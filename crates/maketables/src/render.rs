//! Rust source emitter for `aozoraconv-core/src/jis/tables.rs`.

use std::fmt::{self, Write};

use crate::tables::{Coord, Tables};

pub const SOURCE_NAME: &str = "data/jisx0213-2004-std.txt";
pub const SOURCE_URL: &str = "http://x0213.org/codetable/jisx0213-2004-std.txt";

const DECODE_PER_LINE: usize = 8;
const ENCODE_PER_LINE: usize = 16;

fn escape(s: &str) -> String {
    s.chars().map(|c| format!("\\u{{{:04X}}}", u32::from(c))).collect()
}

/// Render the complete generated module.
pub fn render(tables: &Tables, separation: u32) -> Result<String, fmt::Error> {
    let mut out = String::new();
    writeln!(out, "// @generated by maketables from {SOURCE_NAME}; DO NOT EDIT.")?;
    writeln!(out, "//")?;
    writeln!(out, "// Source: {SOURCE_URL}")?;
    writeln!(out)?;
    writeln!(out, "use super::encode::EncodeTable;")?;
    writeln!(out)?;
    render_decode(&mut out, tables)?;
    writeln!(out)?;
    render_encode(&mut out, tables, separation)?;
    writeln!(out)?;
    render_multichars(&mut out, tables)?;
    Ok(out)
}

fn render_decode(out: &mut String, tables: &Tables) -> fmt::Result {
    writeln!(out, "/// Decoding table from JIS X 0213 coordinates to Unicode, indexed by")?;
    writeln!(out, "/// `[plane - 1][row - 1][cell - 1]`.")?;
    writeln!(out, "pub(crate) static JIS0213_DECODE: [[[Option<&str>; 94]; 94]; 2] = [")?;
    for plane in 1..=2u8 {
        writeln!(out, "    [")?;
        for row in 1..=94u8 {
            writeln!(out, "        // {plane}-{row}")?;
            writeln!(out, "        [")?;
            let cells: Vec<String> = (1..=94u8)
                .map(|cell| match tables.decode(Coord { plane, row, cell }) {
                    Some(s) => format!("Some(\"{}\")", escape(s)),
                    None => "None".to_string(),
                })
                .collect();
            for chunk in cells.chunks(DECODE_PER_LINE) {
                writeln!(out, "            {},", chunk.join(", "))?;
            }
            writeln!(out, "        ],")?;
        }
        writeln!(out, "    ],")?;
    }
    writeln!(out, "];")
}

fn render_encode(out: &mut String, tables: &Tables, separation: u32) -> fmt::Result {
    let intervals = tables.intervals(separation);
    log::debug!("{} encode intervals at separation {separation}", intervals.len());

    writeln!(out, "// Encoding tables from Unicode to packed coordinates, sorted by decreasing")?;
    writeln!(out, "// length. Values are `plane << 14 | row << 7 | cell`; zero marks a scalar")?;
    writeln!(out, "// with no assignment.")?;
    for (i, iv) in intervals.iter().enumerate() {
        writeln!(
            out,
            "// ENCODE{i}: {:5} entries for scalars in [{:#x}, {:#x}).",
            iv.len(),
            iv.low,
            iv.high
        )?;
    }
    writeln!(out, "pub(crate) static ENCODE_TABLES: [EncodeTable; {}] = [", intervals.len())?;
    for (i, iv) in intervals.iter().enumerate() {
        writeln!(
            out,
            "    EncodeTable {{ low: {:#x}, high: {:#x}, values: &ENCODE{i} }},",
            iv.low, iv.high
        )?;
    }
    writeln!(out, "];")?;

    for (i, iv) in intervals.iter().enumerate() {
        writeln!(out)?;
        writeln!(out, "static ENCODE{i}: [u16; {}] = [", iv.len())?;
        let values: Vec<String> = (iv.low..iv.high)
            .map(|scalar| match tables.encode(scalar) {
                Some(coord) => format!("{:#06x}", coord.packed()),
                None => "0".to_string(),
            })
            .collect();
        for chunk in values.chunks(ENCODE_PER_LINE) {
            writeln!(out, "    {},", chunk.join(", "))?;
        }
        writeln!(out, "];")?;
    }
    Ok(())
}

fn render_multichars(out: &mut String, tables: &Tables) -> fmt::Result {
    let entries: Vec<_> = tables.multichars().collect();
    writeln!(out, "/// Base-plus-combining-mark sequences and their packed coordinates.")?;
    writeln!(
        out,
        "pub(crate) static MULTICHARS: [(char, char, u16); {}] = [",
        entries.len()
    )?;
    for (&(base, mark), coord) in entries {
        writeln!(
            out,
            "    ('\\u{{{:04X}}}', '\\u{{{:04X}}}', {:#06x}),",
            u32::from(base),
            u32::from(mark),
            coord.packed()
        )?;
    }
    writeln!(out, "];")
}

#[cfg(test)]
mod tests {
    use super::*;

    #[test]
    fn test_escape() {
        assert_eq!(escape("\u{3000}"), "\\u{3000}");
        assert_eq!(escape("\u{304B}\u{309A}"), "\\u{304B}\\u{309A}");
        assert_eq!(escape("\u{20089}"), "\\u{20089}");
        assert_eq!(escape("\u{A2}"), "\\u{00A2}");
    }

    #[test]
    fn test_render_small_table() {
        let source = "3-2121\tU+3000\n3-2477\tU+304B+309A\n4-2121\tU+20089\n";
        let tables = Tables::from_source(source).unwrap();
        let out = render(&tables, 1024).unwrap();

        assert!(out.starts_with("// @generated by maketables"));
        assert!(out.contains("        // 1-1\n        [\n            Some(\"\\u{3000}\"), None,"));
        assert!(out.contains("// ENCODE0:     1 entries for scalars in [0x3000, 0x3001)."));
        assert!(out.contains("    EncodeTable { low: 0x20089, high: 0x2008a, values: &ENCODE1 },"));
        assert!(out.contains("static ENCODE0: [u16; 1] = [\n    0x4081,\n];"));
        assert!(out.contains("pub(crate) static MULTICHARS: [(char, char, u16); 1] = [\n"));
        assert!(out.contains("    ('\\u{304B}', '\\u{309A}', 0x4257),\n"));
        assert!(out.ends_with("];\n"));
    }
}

Exercise prompt> Using the listing above, tally how many lines include the word "cells". Write only the number.

Output of the task> 2